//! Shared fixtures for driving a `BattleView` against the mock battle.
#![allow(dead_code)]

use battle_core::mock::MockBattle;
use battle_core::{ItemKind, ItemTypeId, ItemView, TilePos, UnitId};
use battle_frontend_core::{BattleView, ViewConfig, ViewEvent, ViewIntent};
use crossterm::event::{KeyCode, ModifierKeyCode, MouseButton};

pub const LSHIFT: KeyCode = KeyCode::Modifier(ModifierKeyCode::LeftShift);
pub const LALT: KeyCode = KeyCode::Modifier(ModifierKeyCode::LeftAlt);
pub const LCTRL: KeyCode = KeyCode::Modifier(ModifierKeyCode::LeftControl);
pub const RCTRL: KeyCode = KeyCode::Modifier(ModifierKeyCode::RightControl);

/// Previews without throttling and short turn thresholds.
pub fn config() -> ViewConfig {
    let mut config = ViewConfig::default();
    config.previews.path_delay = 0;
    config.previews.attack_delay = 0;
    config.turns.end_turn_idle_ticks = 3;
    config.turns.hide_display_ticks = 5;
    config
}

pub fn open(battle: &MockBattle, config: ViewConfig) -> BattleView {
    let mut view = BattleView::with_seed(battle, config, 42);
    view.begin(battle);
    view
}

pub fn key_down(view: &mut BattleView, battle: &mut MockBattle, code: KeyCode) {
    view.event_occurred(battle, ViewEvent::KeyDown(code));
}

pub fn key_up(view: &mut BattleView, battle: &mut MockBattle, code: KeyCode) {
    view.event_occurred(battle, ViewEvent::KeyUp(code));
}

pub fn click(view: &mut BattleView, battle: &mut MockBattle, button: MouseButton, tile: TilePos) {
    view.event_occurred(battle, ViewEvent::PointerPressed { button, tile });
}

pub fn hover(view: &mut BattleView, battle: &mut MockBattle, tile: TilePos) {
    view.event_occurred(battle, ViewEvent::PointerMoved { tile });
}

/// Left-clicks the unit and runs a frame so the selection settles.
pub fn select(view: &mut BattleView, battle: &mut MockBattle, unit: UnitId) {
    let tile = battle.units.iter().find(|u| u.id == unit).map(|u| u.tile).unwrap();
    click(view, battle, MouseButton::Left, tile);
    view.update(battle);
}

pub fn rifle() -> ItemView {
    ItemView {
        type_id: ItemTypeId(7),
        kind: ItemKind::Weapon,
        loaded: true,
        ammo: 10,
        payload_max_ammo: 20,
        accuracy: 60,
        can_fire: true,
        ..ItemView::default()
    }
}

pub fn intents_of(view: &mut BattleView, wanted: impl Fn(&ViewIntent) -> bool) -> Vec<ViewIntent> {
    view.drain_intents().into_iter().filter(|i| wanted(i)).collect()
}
###
- **What you should do**
Print every record above exactly as it stands.

- **Exercise output**
//! Shared fixtures for driving a `BattleView` against the mock battle.
#![allow(dead_code)]

use battle_core::mock::MockBattle;
use battle_core::{ItemKind, ItemTypeId, ItemView, TilePos, UnitId};
use battle_frontend_core::{BattleView, ViewConfig, ViewEvent, ViewIntent};
use crossterm::event::{KeyCode, ModifierKeyCode, MouseButton};

pub const LSHIFT: KeyCode = KeyCode::Modifier(ModifierKeyCode::LeftShift);
pub const LALT: KeyCode = KeyCode::Modifier(ModifierKeyCode::LeftAlt);
pub const LCTRL: KeyCode = KeyCode::Modifier(ModifierKeyCode::LeftControl);
pub const RCTRL: KeyCode = KeyCode::Modifier(ModifierKeyCode::RightControl);

/// Previews without throttling and short turn thresholds.
pub fn config() -> ViewConfig {
    let mut config = ViewConfig::default();
    config.previews.path_delay = 0;
    config.previews.attack_delay = 0;
    config.turns.end_turn_idle_ticks = 3;
    config.turns.hide_display_ticks = 5;
    config
}

pub fn open(battle: &MockBattle, config: ViewConfig) -> BattleView {
    let mut view = BattleView::with_seed(battle, config, 42);
    view.begin(battle);
    view
}

pub fn key_down(view: &mut BattleView, battle: &mut MockBattle, code: KeyCode) {
    view.event_occurred(battle, ViewEvent::KeyDown(code));
}

pub fn key_up(view: &mut BattleView, battle: &mut MockBattle, code: KeyCode) {
    view.event_occurred(battle, ViewEvent::KeyUp(code));
}

pub fn click(view: &mut BattleView, battle: &mut MockBattle, button: MouseButton, tile: TilePos) {
    view.event_occurred(battle, ViewEvent::PointerPressed { button, tile });
}

pub fn hover(view: &mut BattleView, battle: &mut MockBattle, tile: TilePos) {
    view.event_occurred(battle, ViewEvent::PointerMoved { tile });
}

/// Left-clicks the unit and runs a frame so the selection settles.
pub fn select(view: &mut BattleView, battle: &mut MockBattle, unit: UnitId) {
    let tile = battle.units.iter().find(|u| u.id == unit).map(|u| u.tile).unwrap();
    click(view, battle, MouseButton::Left, tile);
    view.update(battle);
}

pub fn rifle() -> ItemView {
    ItemView {
        type_id: ItemTypeId(7),
        kind: ItemKind::Weapon,
        loaded: true,
        ammo: 10,
        payload_max_ammo: 20,
        accuracy: 60,
        can_fire: true,
        ..ItemView::default()
    }
}

pub fn intents_of(view: &mut BattleView, wanted: impl Fn(&ViewIntent) -> bool) -> Vec<ViewIntent> {
    view.drain_intents().into_iter().filter(|i| wanted(i)).collect()
}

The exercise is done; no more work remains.